このレンズは言わずとしれた、Voigtlender社製のProminent35用の標準レンズのひとつで、50mmF1.5のノクトン、同F2.8のカラースコパと専用バヨネットマウントで簡単に交換可能となってます。
しかしながら、これらのレンズはいずれも、構造上、ヘリコイドを持っておらず、カメラ本体の繰り出し機構で焦点を合わせる構造となっています。
このプロミネント35用の標準レンズはいずれも写りに定評があって、クラカメの森に迷い込み、レンズ沼に足を踏み入れた者は誰しも使ってはみたいと思うのですが、このボディが必ずしも評判が良くなくて、一旦買ってみても馴染めずに手放す、或いは初めからこの怪奇的な構造のボディに恐れをなし、手を出すことをためらってしまう・・・そんなこんなでこの天上の甘露の如き銘玉達は、極めて高価なL39版を買うか、或いは一部の業者に依頼して改造して使うかの何れかしかなく、なかなか世に真価が知られることがなかったのです。
当工房の創設前に信州製のプロミネント35マウント→Sマウントアダプタを買って、ノクトン50mmf1.5を愛機SPで使用していたことがありますが、なかなか思った通りピンが来ず、半ば失望してレンズにそのアダプタ付きで捨て値で叩き売ってしまった苦い経験があります。
しかし、或る時、そこそこキレイなウルトロン50mmf2付きのプロミネント35の難アリ中古を電子湾で釣り上げ、分解してマウントリングを外した時、閃くものがあり、無調整で3つの交換レンズヘッドが使えるマウントアダプタを開発したのです。
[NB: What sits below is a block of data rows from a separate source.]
//! Async JSON client for the video API, used by the CLI and the player session.

use reqwest::{Client, Response, StatusCode};
use serde::de::DeserializeOwned;
use serde::Deserialize;
use url::Url;

use crate::models::{
    CreateNoteRequest, CreateQuizRequest, DeleteResponse, Note, NoteEnvelope, Quiz, QuizEnvelope,
    SaveMetadataRequest, Video, VideoDetails, VideoEnvelope, VideoList,
};
use crate::upload::{TokenRequest, UploadEvent};

#[derive(Debug, thiserror::Error)]
pub enum ClientError {
    #[error("Invalid server URL: {0}")]
    InvalidUrl(#[from] url::ParseError),

    #[error("Network error: {0}")]
    Network(#[from] reqwest::Error),

    #[error("{0} not found")]
    NotFound(String),

    /// Non-2xx response carrying the server's error envelope
    #[error("Server returned {status}: {message}")]
    Api { status: StatusCode, message: String },
}

#[derive(Deserialize)]
struct ErrorEnvelope {
    error: String,
}

#[derive(Deserialize)]
#[serde(rename_all = "camelCase")]
struct ClientTokenResponse {
    client_token: String,
}

#[derive(Debug, Clone)]
pub struct ApiClient {
    http: Client,
    base: Url,
}

impl ApiClient {
    /// `server` is the origin the API is mounted on, e.g. `http://localhost:3000`
    pub fn new(server: &str) -> Result<Self, ClientError> {
        let mut base = Url::parse(server)?;
        if !base.path().ends_with('/') {
            let path = format!("{}/", base.path());
            base.set_path(&path);
        }
        Ok(Self {
            http: Client::new(),
            base,
        })
    }

    pub fn base_url(&self) -> &Url {
        &self.base
    }

    fn endpoint(&self, path: &str) -> Result<Url, ClientError> {
        Ok(self.base.join(path)?)
    }

    async fn decode<T: DeserializeOwned>(response: Response) -> Result<T, ClientError> {
        let status = response.status();
        if status.is_success() {
            return Ok(response.json().await?);
        }

        let text = response.text().await.unwrap_or_default();
        let message = serde_json::from_str::<ErrorEnvelope>(&text)
            .map(|envelope| envelope.error)
            .unwrap_or(text);
        Err(ClientError::Api { status, message })
    }

    pub async fn list_videos(&self) -> Result<Vec<Video>, ClientError> {
        let response = self.http.get(self.endpoint("api/videos")?).send().await?;
        let list: VideoList = Self::decode(response).await?;
        Ok(list.videos)
    }

    /// Videos stored at exactly `blob_url`
    pub async fn find_videos_by_url(&self, blob_url: &str) -> Result<Vec<Video>, ClientError> {
        let mut url = self.endpoint("api/videos")?;
        url.query_pairs_mut().append_pair("url", blob_url);
        let response = self.http.get(url).send().await?;
        Self::decode(response).await
    }

    pub async fn get_video(&self, id: i64) -> Result<VideoDetails, ClientError> {
        let url = self.endpoint(&format!("api/videos/{}", id))?;
        let response = self.http.get(url).send().await?;
        if response.status() == StatusCode::NOT_FOUND {
            return Err(ClientError::NotFound(format!("Video {}", id)));
        }
        Self::decode(response).await
    }

    pub async fn save_metadata(
        &self,
        title: &str,
        description: Option<&str>,
        blob_url: &str,
    ) -> Result<Video, ClientError> {
        let body = SaveMetadataRequest {
            title: Some(title.to_string()),
            description: description.map(str::to_string),
            blob_url: Some(blob_url.to_string()),
        };
        let response = self
            .http
            .post(self.endpoint("api/videos/save-metadata")?)
            .json(&body)
            .send()
            .await?;
        let envelope: VideoEnvelope = Self::decode(response).await?;
        Ok(envelope.video)
    }

    pub async fn create_note(
        &self,
        video_id: i64,
        timestamp: f64,
        note: &str,
    ) -> Result<Note, ClientError> {
        let body = CreateNoteRequest {
            video_id: Some(video_id),
            timestamp: Some(timestamp),
            note: Some(note.to_string()),
        };
        let response = self
            .http
            .post(self.endpoint("api/notes")?)
            .json(&body)
            .send()
            .await?;
        let envelope: NoteEnvelope = Self::decode(response).await?;
        Ok(envelope.note)
    }

    pub async fn delete_note(&self, id: i64) -> Result<(), ClientError> {
        let mut url = self.endpoint("api/notes")?;
        url.query_pairs_mut().append_pair("id", &id.to_string());
        let response = self.http.delete(url).send().await?;
        let _: DeleteResponse = Self::decode(response).await?;
        Ok(())
    }

    pub async fn create_quiz(
        &self,
        video_id: i64,
        timestamp: f64,
        question: &str,
        options: &[String],
        correct_answer: i64,
    ) -> Result<Quiz, ClientError> {
        let body = CreateQuizRequest {
            video_id: Some(video_id),
            timestamp: Some(timestamp),
            question: Some(question.to_string()),
            options: Some(options.to_vec()),
            correct_answer: Some(correct_answer),
        };
        let response = self
            .http
            .post(self.endpoint("api/quizzes")?)
            .json(&body)
            .send()
            .await?;
        let envelope: QuizEnvelope = Self::decode(response).await?;
        Ok(envelope.quiz)
    }

    pub async fn delete_quiz(&self, id: i64) -> Result<(), ClientError> {
        let mut url = self.endpoint("api/quizzes")?;
        url.query_pairs_mut().append_pair("id", &id.to_string());
        let response = self.http.delete(url).send().await?;
        let _: DeleteResponse = Self::decode(response).await?;
        Ok(())
    }

    /// Ask the server for a direct-to-storage upload token
    pub async fn request_client_token(&self, request: TokenRequest) -> Result<String, ClientError> {
        let response = self
            .http
            .post(self.endpoint("api/upload-video")?)
            .json(&UploadEvent::GenerateClientToken(request))
            .send()
            .await?;
        let token: ClientTokenResponse = Self::decode(response).await?;
        Ok(token.client_token)
    }
}

#[cfg(test)]
mod tests {
    use super::*;

    #[test]
    fn test_endpoints_join_under_base_path() {
        let client = ApiClient::new("http://localhost:3000").unwrap();
        assert_eq!(
            client.endpoint("api/videos").unwrap().as_str(),
            "http://localhost:3000/api/videos"
        );

        let client = ApiClient::new("http://example.com/learn").unwrap();
        assert_eq!(
            client.endpoint("api/notes").unwrap().as_str(),
            "http://example.com/learn/api/notes"
        );
    }

    #[test]
    fn test_rejects_bad_server_url() {
        assert!(matches!(
            ApiClient::new("not a url"),
            Err(ClientError::InvalidUrl(_))
        ));
    }
}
これが、先にご紹介した、現在深川ノクトンに付けている一号機のアダプタで、回転式ヘリコイドを使っています。
今回ご紹介したものは、その時の知見を活かし、工房創立後、導入した工作機を駆使し、直進ヘリコイドの素材を使って製造した3号機です。
さて、このウルトロン50mmf2の写りですが、RD-1Sによる開放での作例2件をご覧頂くとお判りになりますが、極めてシャープで、色のバランスもコントラストも程良く、ボケもとても素直で、まさにクラカメの50mmf2クラスでは、好みはありましょうが、屈指の性能だと思います。
たぶん、同じシーンをいつものコニミノスーパーセンチュリアで撮っていたら、色ノリがもっとこってり濃密で更に階調再現性とコントラストの均衡点の高い写真が撮れたのではないかと思います。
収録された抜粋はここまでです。